Tag Archives: hegemony

We Cannot Prepare for the Future: The Inescapable Exclusion of Segments of the Population from Society on the Basis of Age*

Can we, the youth, imagine a time when we won’t know what’s going on? Because it’s going to happen.

Culture changes, usually. This is natural. In Western societies, these changes are intertwined with technological “development.” As different technologies and ways of doing things are adopted by society at large, the old are often left behind. Technology kills parts of culture, altering them to nearly unrecognizable states of being. As new technologies are taken up, not everyone can keep up. Those set in their ways are left in the dark, relegated to less participatory modes of existing in society. This happens especially to the older generations. Perhaps it is because they are not as involved in the development of these new technologies, these new modes of societal interaction. Perhaps they have hit maximum capacity when it comes to learning new things, to keeping up with all these changes by reading about them. After all, when you aren’t immersed in these changes, you start to lose the background necessary to comprehend all that comes after. The young inherit the earth, and infuse the society at large with their culture. Hegemonic change disenfranchises the older generations.

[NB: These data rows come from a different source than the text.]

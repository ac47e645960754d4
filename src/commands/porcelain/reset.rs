use crate::areas::repository::Repository;
use crate::artifacts::branch::branch_name::BranchName;
use crate::artifacts::log::rev_list::{LogScope, RevList};
use crate::artifacts::objects::commit::Commit;
use crate::artifacts::objects::object_id::ObjectId;
use crate::errors::{VcError, VcResult};
use std::collections::HashSet;

#[derive(Debug, Clone, PartialEq, Eq)]
pub struct ResetReport {
    pub landed: ObjectId,
    pub branch: BranchName,
    /// Branches that only existed after the landed commit
    pub removed_branches: Vec<BranchName>,
}

impl Repository {
    /// Rewind the repository to a commit on the global chain
    ///
    /// Every commit made after the target is stepped over: branches are
    /// rolled back past it, or dropped when it was their first commit. The
    /// new branch table is worked out before anything is touched.
    pub fn reset(&mut self, revision: &str) -> VcResult<ResetReport> {
        let landed = self.resolve_commit(revision)?;
        let stepped = self.commits_after(&landed, revision)?;

        let mut branches = self.branches().clone();
        let mut removed_branches = Vec::new();

        for commit in &stepped {
            let prev = commit.prev_commit().cloned();
            let continues_branch = match &prev {
                Some(prev) => self.commits().load(prev)?.branch() == commit.branch(),
                None => false,
            };

            match prev {
                Some(prev) if continues_branch => {
                    if branches.contains(commit.branch()) {
                        tracing::debug!(branch = %commit.branch(), head = %prev, "rolling branch back");
                        branches.set_head(commit.branch().clone(), prev);
                    }
                }
                _ => {
                    if branches.remove_branch(commit.branch()).is_some() {
                        removed_branches.push(commit.branch().clone());
                    }
                }
            }
        }

        // branches created on top of a stepped-over commit did not exist yet
        let stepped_oids = stepped.iter().map(Commit::hash).collect::<HashSet<_>>();
        let created_later = branches
            .names()
            .filter(|name| {
                branches.head(name).is_some_and(|oid| stepped_oids.contains(oid))
                    || branches
                        .fork_point(name)
                        .is_some_and(|oid| stepped_oids.contains(oid))
            })
            .cloned()
            .collect::<Vec<_>>();
        for name in created_later {
            branches.remove_branch(&name);
            removed_branches.push(name);
        }

        branches.set_head(landed.branch().clone(), landed.hash().clone());

        self.reconcile_workspace(landed.staged_files())?;

        let state = self.state_mut();
        state.branches = branches;
        state.head = landed.hash().clone();
        state.latest_commit = landed.hash().clone();
        state.current_branch = landed.branch().clone();
        state.staging.clear();
        state.pending_merge = None;

        tracing::info!(
            hash = %landed.hash(),
            stepped_over = stepped.len(),
            "reset repository"
        );
        Ok(ResetReport {
            landed: landed.hash().clone(),
            branch: landed.branch().clone(),
            removed_branches,
        })
    }

    /// Commits on the global chain newer than `target`, newest first
    fn commits_after(&self, target: &Commit, revision: &str) -> VcResult<Vec<Commit>> {
        let mut stepped = Vec::new();
        let latest = self.state().latest_commit.clone();

        for commit in RevList::new(self.commits(), latest, LogScope::Global) {
            let commit = commit?;
            if commit.hash() == target.hash() {
                return Ok(stepped);
            }
            stepped.push(commit);
        }

        Err(VcError::CommitNotFound(revision.to_string()))
    }
}

#[cfg(test)]
mod tests {
    use super::*;
    use crate::artifacts::checkout::target::CheckoutTarget;
    use assert_fs::TempDir;
    use pretty_assertions::assert_eq;
    use rstest::{fixture, rstest};
    use std::path::Path;

    struct Fixture {
        dir: TempDir,
        repository: Repository,
    }

    #[fixture]
    fn fixture() -> Fixture {
        let dir = TempDir::new().expect("Failed to create temp dir");
        let repository = Repository::init(dir.path()).unwrap();
        Fixture { dir, repository }
    }

    fn commit_file(repository: &mut Repository, name: &str, content: &str, message: &str) -> Commit {
        repository
            .workspace()
            .write_file(name, content.as_bytes())
            .unwrap();
        repository.add(Path::new(name)).unwrap();
        repository.commit(message).unwrap()
    }

    #[rstest]
    fn rewinds_a_linear_history(fixture: Fixture) {
        let Fixture {
            dir,
            mut repository,
        } = fixture;
        let c1 = commit_file(&mut repository, "a.txt", "one", "C1");
        commit_file(&mut repository, "a.txt", "two", "C2");
        commit_file(&mut repository, "b.txt", "three", "C3");

        let report = repository.reset(c1.hash().as_ref()).unwrap();

        assert_eq!(&report.landed, c1.hash());
        assert_eq!(repository.head_oid(), c1.hash());
        assert_eq!(
            repository.branches().head(repository.current_branch()),
            Some(c1.hash())
        );
        assert_eq!(std::fs::read_to_string(dir.path().join("a.txt")).unwrap(), "one");
        assert!(!dir.path().join("b.txt").exists());
    }

    #[rstest]
    fn drops_branches_created_after_the_target(fixture: Fixture) {
        let mut repository = fixture.repository;
        let c1 = commit_file(&mut repository, "a.txt", "one", "C1");
        repository
            .checkout(CheckoutTarget::NewBranch("early".to_string()))
            .unwrap();
        repository
            .checkout(CheckoutTarget::Branch("master".to_string()))
            .unwrap();
        commit_file(&mut repository, "a.txt", "two", "C2");
        repository
            .checkout(CheckoutTarget::NewBranch("feature".to_string()))
            .unwrap();
        commit_file(&mut repository, "f.txt", "feature", "F1");
        repository
            .checkout(CheckoutTarget::NewBranch("empty".to_string()))
            .unwrap();

        let report = repository.reset(c1.hash().as_ref()).unwrap();

        let names = repository
            .branches()
            .names()
            .map(ToString::to_string)
            .collect::<Vec<_>>();
        assert_eq!(names, vec!["early", "master"]);
        assert_eq!(repository.current_branch().as_ref(), "master");
        assert_eq!(report.removed_branches.len(), 2);
    }

    #[rstest]
    fn unknown_or_foreign_commits_are_refused(fixture: Fixture) {
        let mut repository = fixture.repository;
        let head = repository.head_oid().clone();

        assert!(matches!(
            repository.reset("0123456789abcdef0123456789abcdef01234567"),
            Err(VcError::CommitNotFound(_))
        ));
        assert_eq!(repository.head_oid(), &head);
    }
}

This will happen to us, too. Sure, we can keep pace with new technology now, but we won’t always be able to. There comes a time, for most of us, when we decide it’s enough: we have all we need; we can exist in a current mode. And we stop adopting the latest things. When this happens in one’s life cycle varies, but it isn’t a problem at first. Who cares if we don’t understand every little thing our kids or nieces and nephews are talking about? We’re functioning just fine as adults in the world, thanks. We have all we need.

But as we age, we become less able to care for ourselves. We rely on others, younger people who have kept abreast of cultural changes; who know the newest technologies. And their knowledge of the world suddenly overcomes our own: we are no longer in charge of ourselves. We do not know quite how to operate in this brave new world taken over by the young with their new-fangled gadgets and ways of communicating. This loss of control, of knowledge, of feeling like you can exist competently, invades even the smallest, most mundane aspects of culture.

A few years ago, a 90-year-old friend of mine complained that she could no longer do the crossword puzzles in the newspaper because there were so many words she did not know. Words like “iPod.” Trying to explain these words to her and what they represented in the culture just caused her to wave her hand at me, as if to suggest that keeping up was a lost cause. (She could still watch Jeopardy, though, turned up to ear-splitting level.)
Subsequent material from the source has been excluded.